Thanks to this man, MDMA could soon be legal for therapy

Commanding the stage in an all-white suit and looking like a Graham Greene character or a televangelist, Rick Doblin, an unlikely guru months shy of his 70th birthday, welcomed a roaring crowd to “the psychedelic twenties”.

Doblin is the founder and president of the Multidisciplinary Association for Psychedelic Studies (Maps), which sponsored last summer’s Psychedelic Science conference in Denver, Colorado, where more than 12,000 people gathered for the event.

Since first experimenting with LSD as a college student in Sarasota, Florida, Doblin has been convinced that psychedelics are an antidote to the world’s greatest threat: the capacity for evil, greed and plunder that lies in the heart of man. He created Maps in 1986 as a way to advance “mass mental health” and “spiritualized humanity”.

In practical terms, that has meant advocating for the legal use of mind-bending compounds for recreational, mystical and psychotherapeutic purposes.

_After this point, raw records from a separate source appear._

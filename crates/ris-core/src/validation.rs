//! Scoring a simulated pattern against a reference.
//!
//! Both patterns are sampled at the reference angles. Three errors are
//! computed and each must stay within its own maximum for the run to pass:
//!
//! - RMSE (dB) over all angles
//! - absolute difference of the two peak angles (first maximum of each)
//! - absolute difference of the two peak levels (dB)

use serde::{Deserialize, Serialize};

use crate::config::ValidationConfig;
use crate::error::RisError;
use crate::pattern::{argmax, check_lengths, to_db};
use crate::reference::ReferencePattern;

/// Maximum allowed errors.
#[derive(Debug, Clone, Copy, PartialEq, Serialize, Deserialize)]
pub struct ValidationThresholds {
    pub rmse_db_max: f64,
    pub peak_angle_err_deg_max: f64,
    pub peak_db_err_max: f64,
}

impl From<&ValidationConfig> for ValidationThresholds {
    fn from(cfg: &ValidationConfig) -> Self {
        Self {
            rmse_db_max: cfg.rmse_db_max,
            peak_angle_err_deg_max: cfg.peak_angle_err_deg_max,
            peak_db_err_max: cfg.peak_db_err_max,
        }
    }
}

/// Outcome of one comparison.
#[derive(Debug, Clone, PartialEq, Serialize, Deserialize)]
pub struct ValidationReport {
    pub rmse_db: f64,
    pub peak_angle_error_deg: f64,
    pub peak_db_error: f64,
    pub sim_peak_angle_deg: f64,
    pub ref_peak_angle_deg: f64,
    pub thresholds: ValidationThresholds,
    pub passed: bool,
}

/// Compare two dB patterns sampled at the same `theta_deg`.
pub fn validate_pattern(
    theta_deg: &[f64],
    sim_db: &[f64],
    ref_db: &[f64],
    thresholds: ValidationThresholds,
) -> Result<ValidationReport, RisError> {
    check_lengths(theta_deg, sim_db, "simulated pattern")?;
    check_lengths(theta_deg, ref_db, "reference pattern")?;
    let (sim_peak, ref_peak) = match (argmax(sim_db), argmax(ref_db)) {
        (Some(s), Some(r)) => (s, r),
        _ => return Err(RisError::invalid("theta_deg", "must not be empty")),
    };

    let mse = sim_db
        .iter()
        .zip(ref_db)
        .map(|(s, r)| (s - r).powi(2))
        .sum::<f64>()
        / theta_deg.len() as f64;
    let rmse_db = mse.sqrt();
    let peak_angle_error_deg = (theta_deg[sim_peak] - theta_deg[ref_peak]).abs();
    let peak_db_error = (sim_db[sim_peak] - ref_db[ref_peak]).abs();

    let passed = rmse_db <= thresholds.rmse_db_max
        && peak_angle_error_deg <= thresholds.peak_angle_err_deg_max
        && peak_db_error <= thresholds.peak_db_err_max;

    Ok(ValidationReport {
        rmse_db,
        peak_angle_error_deg,
        peak_db_error,
        sim_peak_angle_deg: theta_deg[sim_peak],
        ref_peak_angle_deg: theta_deg[ref_peak],
        thresholds,
        passed,
    })
}

/// Normalize a simulated linear pattern and a reference the same way, then
/// compare them.
///
/// `sim_linear` must have been evaluated at `reference.theta_deg`.
pub fn validate_against_reference(
    reference: &ReferencePattern,
    sim_linear: &[f64],
    config: &ValidationConfig,
) -> Result<ValidationReport, RisError> {
    let sim_db = to_db(&config.normalization.apply(sim_linear));
    let ref_db = reference.normalized_db(config.normalization);
    let report = validate_pattern(&reference.theta_deg, &sim_db, &ref_db, config.into())?;
    log::info!(
        "validation rmse={:.3} dB peak_angle_err={:.2} deg peak_db_err={:.3} passed={}",
        report.rmse_db,
        report.peak_angle_error_deg,
        report.peak_db_error,
        report.passed
    );
    Ok(report)
}

#[cfg(test)]
mod tests {
    use super::*;
    use crate::reference::PatternKind;

    fn thresholds() -> ValidationThresholds {
        (&ValidationConfig::default()).into()
    }

    #[test]
    fn test_identical_patterns_pass() {
        let theta = [-20.0, -10.0, 0.0, 10.0, 20.0];
        let db = [-12.0, -4.0, 0.0, -5.0, -15.0];
        let r = validate_pattern(&theta, &db, &db, thresholds()).unwrap();
        assert!(r.rmse_db.abs() < 1e-12);
        assert_eq!(r.peak_angle_error_deg, 0.0);
        assert_eq!(r.peak_db_error, 0.0);
        assert!(r.passed);
    }

    #[test]
    fn test_shifted_peak_fails() {
        let theta = [-20.0, -10.0, 0.0, 10.0, 20.0];
        let sim = [-12.0, -4.0, 0.0, -5.0, -15.0];
        let mut reference = sim;
        reference[3] = 0.5;
        let r = validate_pattern(&theta, &sim, &reference, thresholds()).unwrap();
        assert_eq!(r.ref_peak_angle_deg, 10.0);
        assert_eq!(r.peak_angle_error_deg, 10.0);
        assert!(!r.passed);
    }

    #[test]
    fn test_each_threshold_is_independent() {
        let theta = [0.0, 1.0];
        let sim = [0.0, -10.0];
        let reference = [0.0, -13.0];
        // rmse = 3/sqrt(2) ≈ 2.12 exceeds 2.0 while both peak errors are zero.
        let r = validate_pattern(&theta, &sim, &reference, thresholds()).unwrap();
        assert_eq!(r.peak_angle_error_deg, 0.0);
        assert_eq!(r.peak_db_error, 0.0);
        assert!(!r.passed);
    }

    #[test]
    fn test_reference_renormalized() {
        let reference = ReferencePattern::new(
            vec![-10.0, 0.0, 10.0],
            vec![2.0, 8.0, 4.0],
            PatternKind::Linear,
        )
        .unwrap();
        let r = validate_against_reference(&reference, &[0.25, 1.0, 0.5], &ValidationConfig::default())
            .unwrap();
        assert!(r.rmse_db < 1e-9);
        assert!(r.passed);
    }

    #[test]
    fn test_length_mismatch() {
        assert!(validate_pattern(&[0.0, 1.0], &[0.0], &[0.0, 1.0], thresholds()).is_err());
    }
}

From the start, Maps has focused in particular on mainstreaming MDMA, known in the party scene as ecstasy and in segments of the therapeutic community as “penicillin for the soul”.

What once seemed improbable is now coming into view. In December, Maps and its spin-off pharmaceutical company Lykos submitted a new drug application for MDMA-assisted therapy to the FDA, making it the first psychedelic to be considered as a therapeutic product. If approved and successfully rescheduled, it could be legally available later this year. In January, the company received $100m in private equity funding to help support the task of bringing psychedelics into the mental healthcare market.

I spoke with Doblin over Zoom. Our conversation has been edited and condensed for clarity.

What first drew you to work in this field?

Rick Doblin: Let me start by saying that I am the oldest of four kids, Jewish family, and I was deeply disappointed by my bar mitzvah. When you’re 13 years old you think, OK, I’m going to do this ritual and somehow I’m going to be different at the other end of it. And I wasn’t. I was exactly the same.

When I first tried LSD at 17, I was like, this is what my bar mitzvah should have been. It brought up all these existential questions: who am I? Where do I fit in? How do I deal with my emotions?

I felt that psychedelics are the rites of passage that we need.

What happened next?

Rick Doblin: I was immature and wasn’t emotionally evolved and I had all these difficult [psychedelic] trips. But I had an intuition that this process could be helpful.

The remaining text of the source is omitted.